→ **BRIEF**
Your response should consist solely of the lines from the one containing "trial creation only." through the final line of the entries, repeated exactly.

→ **STORED DATA**
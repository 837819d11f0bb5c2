//! Retry loop with exponential backoff.
//!
//! Conditional writes that lose a race surface [`BillingError::VersionConflict`]; the
//! lifecycle re-runs its whole read-compute-write cycle through [`retry_with_backoff`].

use std::time::Duration;

use tracing::{debug, info};

use crate::error::{BillingError, Result};

/// Configuration for retry behavior.
///
/// # Examples
///
/// ```
/// use std::time::Duration;
///
/// use piopi_billing::reliability::RetryPolicy;
///
/// let policy = RetryPolicy::default();
/// assert_eq!(policy.max_attempts, 6);
///
/// let patient = RetryPolicy {
///     max_attempts: 10,
///     initial_delay: Duration::from_millis(10),
///     max_delay: Duration::from_millis(500),
///     backoff_multiplier: 2.0,
/// };
/// ```
#[derive(Debug, Clone)]
pub struct RetryPolicy {
    /// Total attempts including the first one (default: 6, i.e. five retries)
    pub max_attempts: u32,
    /// Delay before the first retry (default: 5ms)
    pub initial_delay: Duration,
    /// Upper bound on a single delay (default: 200ms)
    pub max_delay: Duration,
    /// Multiplier for exponential backoff (default: 2.0)
    pub backoff_multiplier: f64,
}

impl Default for RetryPolicy {
    fn default() -> Self {
        Self {
            max_attempts: 6,
            initial_delay: Duration::from_millis(5),
            max_delay: Duration::from_millis(200),
            backoff_multiplier: 2.0,
        }
    }
}

impl RetryPolicy {
    /// Policy allowing `retries` retries after the first attempt.
    ///
    /// ```
    /// use piopi_billing::reliability::RetryPolicy;
    ///
    /// assert_eq!(RetryPolicy::with_retries(5).max_attempts, 6);
    /// ```
    #[must_use]
    pub fn with_retries(retries: u32) -> Self {
        Self { max_attempts: retries.saturating_add(1), ..Self::default() }
    }

    /// Delay before retry number `attempt` (zero based), capped at `max_delay`.
    fn delay_for_attempt(&self, attempt: u32) -> Duration {
        let exponent = i32::try_from(attempt).unwrap_or(i32::MAX);
        #[allow(
            clippy::cast_precision_loss,
            reason = "acceptable for duration calculations"
        )]
        let delay_ms =
            self.initial_delay.as_millis() as f64 * self.backoff_multiplier.powi(exponent);
        #[allow(
            clippy::cast_possible_truncation,
            clippy::cast_precision_loss,
            clippy::cast_sign_loss,
            reason = "delay_ms is non-negative and clamped by max_delay below"
        )]
        let delay = Duration::from_millis(delay_ms.min(u64::MAX as f64) as u64);
        delay.min(self.max_delay)
    }
}

/// Runs `operation` until it succeeds, fails with a non-retryable error, or the policy's
/// attempts are used up.
///
/// A policy with `max_attempts == 0` still runs the operation once.
///
/// # Errors
///
/// Returns the first non-retryable error, or the last error once attempts run out.
pub async fn retry_with_backoff<F, Fut, T>(policy: &RetryPolicy, mut operation: F) -> Result<T>
where
    F: FnMut() -> Fut,
    Fut: Future<Output = Result<T>>,
{
    let mut attempt = 0;
    loop {
        match operation().await {
            Ok(value) => {
                if attempt > 0 {
                    info!(attempt = attempt + 1, "operation succeeded after retry");
                }
                return Ok(value);
            }
            Err(error) if attempt + 1 < policy.max_attempts && is_retryable(&error) => {
                let delay = policy.delay_for_attempt(attempt);
                debug!(
                    attempt = attempt + 1,
                    max_attempts = policy.max_attempts,
                    delay_ms = delay.as_millis(),
                    error = %error,
                    "retrying after transient failure"
                );
                tokio::time::sleep(delay).await;
                attempt += 1;
            }
            Err(error) => return Err(error),
        }
    }
}

/// Determines if an error is worth retrying.
///
/// Version conflicts and collaborator timeouts are transient. Validation and state errors,
/// corrupt records and an open circuit are not.
///
/// ```
/// use piopi_billing::{error::BillingError, reliability::is_retryable};
///
/// assert!(is_retryable(&BillingError::VersionConflict { owner_id: "p-1".into(), expected: Some(3) }));
/// assert!(!is_retryable(&BillingError::SubscriptionNotFound("p-1".into())));
/// ```
#[must_use]
pub const fn is_retryable(error: &BillingError) -> bool {
    matches!(error, BillingError::VersionConflict { .. } | BillingError::Timeout { .. })
}

#[cfg(test)]
#[allow(clippy::float_cmp, reason = "test code compares exact defaults")]
mod tests {
    use std::sync::{
        Arc,
        atomic::{AtomicU32, Ordering},
    };

    use super::*;

    fn conflict() -> BillingError {
        BillingError::VersionConflict { owner_id: "p-1".into(), expected: Some(1) }
    }

    // ========================================================================
    // Policy Tests
    // ========================================================================

    #[test]
    fn test_retry_policy_default() {
        let policy = RetryPolicy::default();
        assert_eq!(policy.max_attempts, 6);
        assert_eq!(policy.initial_delay, Duration::from_millis(5));
        assert_eq!(policy.max_delay, Duration::from_millis(200));
        assert_eq!(policy.backoff_multiplier, 2.0);
    }

    #[test]
    fn test_delay_for_attempt() {
        let policy = RetryPolicy::default();
        assert_eq!(policy.delay_for_attempt(0), Duration::from_millis(5));
        assert_eq!(policy.delay_for_attempt(1), Duration::from_millis(10));
        assert_eq!(policy.delay_for_attempt(2), Duration::from_millis(20));
    }

    #[test]
    fn test_delay_capped_at_max() {
        let policy = RetryPolicy::default();
        assert_eq!(policy.delay_for_attempt(30), Duration::from_millis(200));
        assert_eq!(policy.delay_for_attempt(u32::MAX), Duration::from_millis(200));
    }

    // ========================================================================
    // Retry Loop Tests
    // ========================================================================

    #[tokio::test(start_paused = true)]
    async fn test_retries_conflicts_until_success() {
        let calls = Arc::new(AtomicU32::new(0));
        let counter = Arc::clone(&calls);

        let result = retry_with_backoff(&RetryPolicy::with_retries(5), || {
            let counter = Arc::clone(&counter);
            async move {
                if counter.fetch_add(1, Ordering::SeqCst) < 2 { Err(conflict()) } else { Ok(42) }
            }
        })
        .await;

        assert_eq!(result.unwrap(), 42);
        assert_eq!(calls.load(Ordering::SeqCst), 3);
    }

    #[tokio::test(start_paused = true)]
    async fn test_gives_up_after_max_attempts() {
        let calls = Arc::new(AtomicU32::new(0));
        let counter = Arc::clone(&calls);

        let result: Result<()> = retry_with_backoff(&RetryPolicy::with_retries(2), || {
            counter.fetch_add(1, Ordering::SeqCst);
            async { Err(conflict()) }
        })
        .await;

        assert!(matches!(result, Err(BillingError::VersionConflict { .. })));
        assert_eq!(calls.load(Ordering::SeqCst), 3);
    }

    #[tokio::test]
    async fn test_non_retryable_error_returns_immediately() {
        let calls = AtomicU32::new(0);

        let result: Result<()> = retry_with_backoff(&RetryPolicy::default(), || {
            calls.fetch_add(1, Ordering::SeqCst);
            async { Err(BillingError::SubscriptionNotFound("p-1".into())) }
        })
        .await;

        assert!(matches!(result, Err(BillingError::SubscriptionNotFound(_))));
        assert_eq!(calls.load(Ordering::SeqCst), 1);
    }

    #[tokio::test]
    async fn test_zero_attempts_still_runs_once() {
        let policy = RetryPolicy { max_attempts: 0, ..RetryPolicy::default() };
        let result = retry_with_backoff(&policy, || async { Ok::<_, BillingError>("done") }).await;
        assert_eq!(result.unwrap(), "done");
    }

    // ========================================================================
    // Classification Tests
    // ========================================================================

    #[test]
    fn test_is_retryable() {
        assert!(is_retryable(&conflict()));
        assert!(is_retryable(&BillingError::Timeout { operation: "notification", timeout_ms: 5 }));
        assert!(!is_retryable(&BillingError::CircuitOpen("notifier")));
        assert!(!is_retryable(&BillingError::CorruptRecord("bad".into())));
        assert!(!is_retryable(&BillingError::DuplicateSubscription("p-1".into())));
        assert!(!is_retryable(&BillingError::UnknownTier("gold".into())));
    }
}
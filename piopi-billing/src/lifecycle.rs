//! Subscription lifecycle state machine.
//!
//! [`SubscriptionLifecycle`] owns every state transition of a parent's subscription. Each
//! mutation follows the same shape:
//!
//! 1. read the record (and, where relevant, the household size) fresh from storage
//! 2. compute the next record with the pricing engine and trial policy
//! 3. write it conditionally on the version that was read, re-running from step 1 after a
//!    version conflict
//! 4. append the history entry
//! 5. dispatch the notification under a deadline and circuit breaker
//!
//! Steps 4 and 5 happen after the write has committed. Their failures are reported as
//! [`Warning`]s on the returned [`LifecycleOutcome`] and never undo the mutation.

use std::time::Duration;

use chrono::{DateTime, Utc};
use serde::Serialize;
use tracing::{debug, info, instrument, warn};

use crate::{
    catalog::{self, OverflowPolicy, PlanTierId},
    error::{BillingError, Result},
    notify::{NotificationEvent, Notifier},
    pricing::{self, Quote},
    promo::{PromoCode, PromoOutcome, PromoValidator},
    reliability::{CircuitBreaker, CircuitBreakerConfig, RetryPolicy, retry_with_backoff, with_timeout},
    storage::SubscriptionStore,
    subscription::{
        BillingPeriod, HistoryAction, HistoryEntry, OwnerId, Subscription, SubscriptionId,
        SubscriptionStatus,
    },
    trial::TrialPolicy,
};

/// Lifecycle settings.
#[derive(Debug, Clone)]
pub struct LifecycleConfig {
    /// Trial length policy.
    pub trial: TrialPolicy,
    /// Deadline for each promo validator call.
    pub promo_timeout: Duration,
    /// Deadline for each notification dispatch.
    pub notify_timeout: Duration,
    /// Retries after a version conflict.
    pub conflict_retry: RetryPolicy,
    /// Notification dispatcher circuit breaker.
    pub circuit_breaker: CircuitBreakerConfig,
}

impl LifecycleConfig {
    /// Settings with the given trial policy and default collaborator limits.
    #[must_use]
    pub fn new(trial: TrialPolicy) -> Self {
        Self {
            trial,
            promo_timeout: Duration::from_secs(3),
            notify_timeout: Duration::from_secs(3),
            conflict_retry: RetryPolicy::with_retries(5),
            circuit_breaker: CircuitBreakerConfig::default(),
        }
    }
}

/// Degraded collaborator call attached to a successful mutation.
#[derive(Debug, Clone, PartialEq, Eq, Serialize)]
#[serde(tag = "kind", rename_all = "snake_case")]
pub enum Warning {
    /// The history entry could not be appended.
    HistoryNotRecorded {
        /// Action of the lost entry.
        action: HistoryAction,
        /// Failure description.
        reason: String,
    },
    /// The notification could not be dispatched.
    NotificationFailed {
        /// Event kind.
        event: &'static str,
        /// Failure description.
        reason: String,
    },
    /// The promo validator could not be reached; the trial has no bonus.
    PromoUnavailable {
        /// Code that could not be checked.
        code: PromoCode,
        /// Failure description.
        reason: String,
    },
    /// The bonus was applied but the redemption was not counted.
    PromoUsageNotRecorded {
        /// Redeemed code.
        code: PromoCode,
        /// Failure description.
        reason: String,
    },
}

/// Result of a lifecycle operation.
#[derive(Debug, Clone, PartialEq, Eq, Serialize)]
pub struct LifecycleOutcome {
    /// Record as stored after the operation.
    pub subscription: Subscription,
    /// Side effects that did not complete.
    pub warnings: Vec<Warning>,
    /// Fate of the promo code, for trial creation only.
    pub promo: Option<PromoOutcome>,
}

impl LifecycleOutcome {
    /// Returns `true` if every side effect completed.
    #[must_use]
    pub fn is_clean(&self) -> bool {
        self.warnings.is_empty()
    }
}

→ **EXERCISE RESPONSE**
    /// Fate of the promo code, for trial creation only.
    pub promo: Option<PromoOutcome>,
}

impl LifecycleOutcome {
    /// Returns `true` if every side effect completed.
    #[must_use]
    pub fn is_clean(&self) -> bool {
        self.warnings.is_empty()
    }
}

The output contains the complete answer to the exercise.